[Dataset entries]
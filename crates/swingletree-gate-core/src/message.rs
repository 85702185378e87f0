//! Message bodies shared by the gate, its plugins and the installation service.
//!
//! Every failure response carries an [`ErrorMessage`]:
//!
//! ```json
//! { "errors": [ { "title": "Plugin not found", "detail": "..." } ] }
//! ```
//!
//! Plugins answer failed report deliveries with the same shape, which lets the
//! gate relay their entries to its own caller unchanged.

use serde::{Deserialize, Serialize};
use std::fmt;

/// A single `{title, detail}` error record.
#[derive(Debug, Clone, PartialEq, Eq, Serialize, Deserialize)]
pub struct ErrorEntry {
    pub title: String,

    /// Downstream services are not required to send a detail.
    #[serde(default)]
    pub detail: String,
}

impl ErrorEntry {
    pub fn new(title: impl Into<String>, detail: impl Into<String>) -> Self {
        Self {
            title: title.into(),
            detail: detail.into(),
        }
    }
}

impl fmt::Display for ErrorEntry {
    fn fmt(&self, f: &mut fmt::Formatter<'_>) -> fmt::Result {
        if self.detail.is_empty() {
            f.write_str(&self.title)
        } else {
            write!(f, "{}: {}", self.title, self.detail)
        }
    }
}

/// Ordered list of error entries.
#[derive(Debug, Clone, Default, PartialEq, Eq, Serialize, Deserialize)]
pub struct ErrorMessage {
    #[serde(default)]
    pub errors: Vec<ErrorEntry>,
}

impl ErrorMessage {
    /// Create an empty message.
    pub fn new() -> Self {
        Self::default()
    }

    /// Create a message holding one entry.
    pub fn single(entry: ErrorEntry) -> Self {
        Self {
            errors: vec![entry],
        }
    }

    /// Append one entry, returning the message for chaining.
    pub fn push(mut self, entry: ErrorEntry) -> Self {
        self.errors.push(entry);
        self
    }

    /// Append all entries in order, returning the message for chaining.
    pub fn extend(mut self, entries: impl IntoIterator<Item = ErrorEntry>) -> Self {
        self.errors.extend(entries);
        self
    }

    pub fn is_empty(&self) -> bool {
        self.errors.is_empty()
    }

    /// Check whether any entry carries the given title.
    pub fn contains_title(&self, title: &str) -> bool {
        self.errors.iter().any(|e| e.title == title)
    }
}

impl From<ErrorEntry> for ErrorMessage {
    fn from(entry: ErrorEntry) -> Self {
        Self::single(entry)
    }
}

impl FromIterator<ErrorEntry> for ErrorMessage {
    fn from_iter<I: IntoIterator<Item = ErrorEntry>>(iter: I) -> Self {
        Self {
            errors: iter.into_iter().collect(),
        }
    }
}

/// Success body without content. Serializes as `{}`.
#[derive(Debug, Clone, Copy, Default, PartialEq, Eq, Serialize, Deserialize)]
pub struct EmptyMessage {}

#[cfg(test)]
#[path = "message_tests.rs"]
mod tests;
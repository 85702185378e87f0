//! GitHub App installation events.
//!
//! Only the fields needed to tell the installation service which account
//! installed or removed the app are modelled; the rest of the GitHub payload is
//! ignored.

use crate::ValidationError;
use serde::{Deserialize, Serialize};

/// Event name GitHub sends in `X-GitHub-Event` for installation changes
pub const INSTALLATION_EVENT: &str = "installation";

/// What happened to the installation.
#[derive(Debug, Clone, PartialEq, Eq)]
pub enum InstallationAction {
    Created,
    Deleted,

    /// Suspend, unsuspend, new_permissions_accepted, ...
    Other(String),
}

impl From<&str> for InstallationAction {
    fn from(value: &str) -> Self {
        match value {
            "created" => Self::Created,
            "deleted" => Self::Deleted,
            other => Self::Other(other.to_string()),
        }
    }
}

#[derive(Debug, Clone, PartialEq, Eq, Deserialize)]
pub struct InstallationAccount {
    pub login: String,
    pub id: u64,
}

#[derive(Debug, Clone, PartialEq, Eq, Deserialize)]
pub struct Installation {
    pub id: u64,
    pub account: InstallationAccount,
}

/// Subset of the GitHub `installation` webhook payload.
#[derive(Debug, Clone, PartialEq, Eq, Deserialize)]
pub struct InstallationEvent {
    pub action: String,
    pub installation: Installation,
}

impl InstallationEvent {
    /// Parse the raw webhook body.
    pub fn from_slice(payload: &[u8]) -> Result<Self, ValidationError> {
        serde_json::from_slice(payload).map_err(|e| ValidationError::InvalidFormat {
            field: "payload".to_string(),
            message: e.to_string(),
        })
    }

    pub fn action(&self) -> InstallationAction {
        InstallationAction::from(self.action.as_str())
    }

    /// Reference sent to the installation service.
    pub fn reference(&self) -> InstallationReference {
        InstallationReference {
            account: self.installation.account.login.clone(),
            account_id: self.installation.account.id,
            installation_id: self.installation.id,
        }
    }
}

/// Body of `POST|DELETE <installation service>/installation`.
#[derive(Debug, Clone, PartialEq, Eq, Serialize, Deserialize)]
#[serde(rename_all = "camelCase")]
pub struct InstallationReference {
    pub account: String,
    pub account_id: u64,
    pub installation_id: u64,
}

#[cfg(test)]
#[path = "installation_tests.rs"]
mod tests;
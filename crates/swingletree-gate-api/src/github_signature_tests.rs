//! Tests for [`GithubSignatureVerifier`].

use super::*;
use axum::http::HeaderValue;

const SECRET: &str = "It's a Secret to Everybody";
const PAYLOAD: &[u8] = b"Hello, World!";

/// Digest published in GitHub's webhook validation guide for the pair above.
const EXPECTED_SHA256: &str =
    "757107ea0eb2509fc211221cce984b8a37570b6d7586c22c46f4379c8b043e17";

fn sign_sha256(secret: &str, payload: &[u8]) -> String {
    let mut mac = Hmac::<Sha256>::new_from_slice(secret.as_bytes()).unwrap();
    mac.update(payload);
    format!("sha256={}", hex::encode(mac.finalize().into_bytes()))
}

fn sign_sha1(secret: &str, payload: &[u8]) -> String {
    let mut mac = Hmac::<Sha1>::new_from_slice(secret.as_bytes()).unwrap();
    mac.update(payload);
    format!("sha1={}", hex::encode(mac.finalize().into_bytes()))
}

fn headers_with(name: &'static str, value: &str) -> HeaderMap {
    let mut headers = HeaderMap::new();
    headers.insert(name, HeaderValue::from_str(value).unwrap());
    headers
}

#[test]
fn test_known_sha256_vector() {
    assert_eq!(sign_sha256(SECRET, PAYLOAD), format!("sha256={EXPECTED_SHA256}"));

    let verifier = GithubSignatureVerifier::new(SECRET);
    let headers = headers_with(SIGNATURE_256_HEADER, &format!("sha256={EXPECTED_SHA256}"));

    assert_eq!(verifier.verify(PAYLOAD, &headers), Ok(()));
}

#[test]
fn test_sha256_mismatch_rejected() {
    let verifier = GithubSignatureVerifier::new("other secret");
    let headers = headers_with(SIGNATURE_256_HEADER, &sign_sha256(SECRET, PAYLOAD));

    assert_eq!(
        verifier.verify(PAYLOAD, &headers),
        Err(SignatureError::Mismatch)
    );
}

/// Verify that the legacy SHA-1 header is honoured when SHA-256 is absent.
#[test]
fn test_legacy_sha1_accepted() {
    let verifier = GithubSignatureVerifier::new(SECRET);
    let headers = headers_with(SIGNATURE_HEADER, &sign_sha1(SECRET, PAYLOAD));

    assert_eq!(verifier.verify(PAYLOAD, &headers), Ok(()));
}

/// Verify that SHA-256 takes precedence over a (wrong) SHA-1 signature.
#[test]
fn test_sha256_preferred_over_sha1() {
    let verifier = GithubSignatureVerifier::new(SECRET);
    let mut headers = headers_with(SIGNATURE_256_HEADER, &sign_sha256(SECRET, PAYLOAD));
    headers.insert(SIGNATURE_HEADER, HeaderValue::from_static("sha1=00"));

    assert_eq!(verifier.verify(PAYLOAD, &headers), Ok(()));
}

#[test]
fn test_missing_signature_rejected() {
    let verifier = GithubSignatureVerifier::new(SECRET);

    assert_eq!(
        verifier.verify(PAYLOAD, &HeaderMap::new()),
        Err(SignatureError::Missing)
    );
}

#[test]
fn test_malformed_signatures_rejected() {
    let verifier = GithubSignatureVerifier::new(SECRET);

    let no_prefix = headers_with(SIGNATURE_256_HEADER, EXPECTED_SHA256);
    assert!(matches!(
        verifier.verify(PAYLOAD, &no_prefix),
        Err(SignatureError::InvalidFormat { .. })
    ));

    let not_hex = headers_with(SIGNATURE_256_HEADER, "sha256=zz");
    assert!(matches!(
        verifier.verify(PAYLOAD, &not_hex),
        Err(SignatureError::InvalidFormat { .. })
    ));
}

#[test]
fn test_debug_redacts_secret() {
    let verifier = GithubSignatureVerifier::new("hunter2");

    assert!(!format!("{verifier:?}").contains("hunter2"));
}
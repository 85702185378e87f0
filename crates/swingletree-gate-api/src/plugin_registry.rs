//! Plugin registry for report relaying.
//!
//! This module provides [`PluginRegistry`], which maps plugin ids to their
//! configuration and a [`PluginClient`] bound to the plugin's base URL. The
//! registry is built once at startup and used read-only during request
//! handling.
//!
//! # URL Structure
//!
//! Each enabled plugin is reachable at:
//! ```text
//! POST /report/{plugin_id}
//! ```
//!
//! and receives the relayed report at `POST <base>/report`.

use crate::config::PluginEntries;
use crate::downstream::{DispatchError, DownstreamClient};
use reqwest::Method;
use std::collections::HashMap;
use swingletree_gate_core::{ForwardEnvelope, PluginConfig, PluginId};
use tracing::{error, info, instrument, warn};

/// Path below the plugin base URL that receives reports
pub const REPORT_PATH: &str = "/report";

// ============================================================================
// PluginClient
// ============================================================================

/// Forward-only client for a single plugin.
#[derive(Debug, Clone)]
pub struct PluginClient {
    downstream: DownstreamClient,
}

impl PluginClient {
    pub fn new(config: &PluginConfig, http: reqwest::Client) -> Self {
        Self {
            downstream: DownstreamClient::new(
                http,
                config.base_url.clone(),
                format!("plugin {}", config.id),
            ),
        }
    }

    /// URL the plugin receives reports at, if a base URL is configured.
    pub fn report_url(&self) -> Option<String> {
        self.downstream.url(REPORT_PATH)
    }

    /// Deliver a report envelope with a single attempt.
    pub async fn send_report(&self, envelope: &ForwardEnvelope) -> Result<(), DispatchError> {
        self.downstream
            .send_json(Method::POST, REPORT_PATH, envelope)
            .await
    }
}

// ============================================================================
// PluginRegistry
// ============================================================================

/// A registry entry: the plugin's configuration and its client.
#[derive(Debug, Clone)]
pub struct RegisteredPlugin {
    pub config: PluginConfig,
    pub client: PluginClient,
}

impl RegisteredPlugin {
    pub fn id(&self) -> &str {
        self.config.id.as_str()
    }

    pub fn is_insecure(&self) -> bool {
        self.config.insecure
    }
}

/// Registry mapping plugin ids to enabled plugins.
///
/// Disabled plugins are never inserted, so a lookup cannot tell a disabled
/// plugin from an unknown one.
///
/// # Examples
///
/// ```rust
/// use swingletree_gate_api::plugin_registry::PluginRegistry;
///
/// let registry = PluginRegistry::new();
/// assert!(!registry.contains("sonar")); // nothing registered yet
/// ```
#[derive(Debug, Clone, Default)]
pub struct PluginRegistry {
    plugins: HashMap<String, RegisteredPlugin>,
}

impl PluginRegistry {
    /// Create a new, empty registry.
    pub fn new() -> Self {
        Self::default()
    }

    /// Build a registry from the configured plugin entries.
    pub fn from_entries(entries: &PluginEntries, http: &reqwest::Client) -> Self {
        let mut registry = Self::new();
        registry.register_all(entries, http);
        registry
    }

    /// Register a plugin if it is enabled.
    ///
    /// An existing entry with the same id is replaced. Returns `true` when
    /// the plugin was inserted.
    pub fn register(&mut self, config: PluginConfig, http: reqwest::Client) -> bool {
        if !config.enabled {
            info!(plugin_id = %config.id, "Plugin is disabled, skipping registration");
            return false;
        }

        if config.base_url.is_none() {
            warn!(
                plugin_id = %config.id,
                "Plugin has no base URL; reports for it will fail to dispatch"
            );
        }

        let client = PluginClient::new(&config, http);
        info!(
            plugin_id = %config.id,
            base_url = config.base_url.as_deref().unwrap_or("<none>"),
            insecure = config.insecure,
            "Registered plugin"
        );

        let id = config.id.as_str().to_string();
        if self.plugins.contains_key(&id) {
            warn!(plugin_id = %id, "Duplicate plugin id, the last configured entry wins");
        }
        self.plugins.insert(id, RegisteredPlugin { config, client });

        true
    }

    /// Register every configured plugin.
    ///
    /// Entries with a missing or invalid id are logged and skipped.
    #[instrument(skip_all, fields(configured = entries.len()))]
    pub fn register_all(&mut self, entries: &PluginEntries, http: &reqwest::Client) {
        for (id, settings) in entries.entries() {
            let Some(id) = id else {
                error!("Plugin configuration entry has no id, skipping");
                continue;
            };

            let plugin_id = match PluginId::new(id) {
                Ok(plugin_id) => plugin_id,
                Err(e) => {
                    error!(plugin_id = %id, error = %e, "Invalid plugin id, skipping");
                    continue;
                }
            };

            self.register(PluginConfig::from_settings(plugin_id, settings), http.clone());
        }

        info!(registered = self.plugins.len(), "Plugin registry initialised");
    }

    /// Look up an enabled plugin by id.
    pub fn get(&self, plugin_id: &str) -> Option<&RegisteredPlugin> {
        self.plugins.get(plugin_id)
    }

    /// Check whether an enabled plugin is registered under `plugin_id`.
    pub fn contains(&self, plugin_id: &str) -> bool {
        self.plugins.contains_key(plugin_id)
    }

    pub fn len(&self) -> usize {
        self.plugins.len()
    }

    pub fn is_empty(&self) -> bool {
        self.plugins.is_empty()
    }
}

// ============================================================================
// Tests
// ============================================================================

#[cfg(test)]
#[path = "plugin_registry_tests.rs"]
mod tests;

WHAT THIS TASK INVOLVES: Every line above with the string "RegisteredPlugin" in it needs to be copied.

EXERCISE SOLUTION:
pub struct RegisteredPlugin {
impl RegisteredPlugin {
    plugins: HashMap<String, RegisteredPlugin>,
        self.plugins.insert(id, RegisteredPlugin { config, client });
    pub fn get(&self, plugin_id: &str) -> Option<&RegisteredPlugin> {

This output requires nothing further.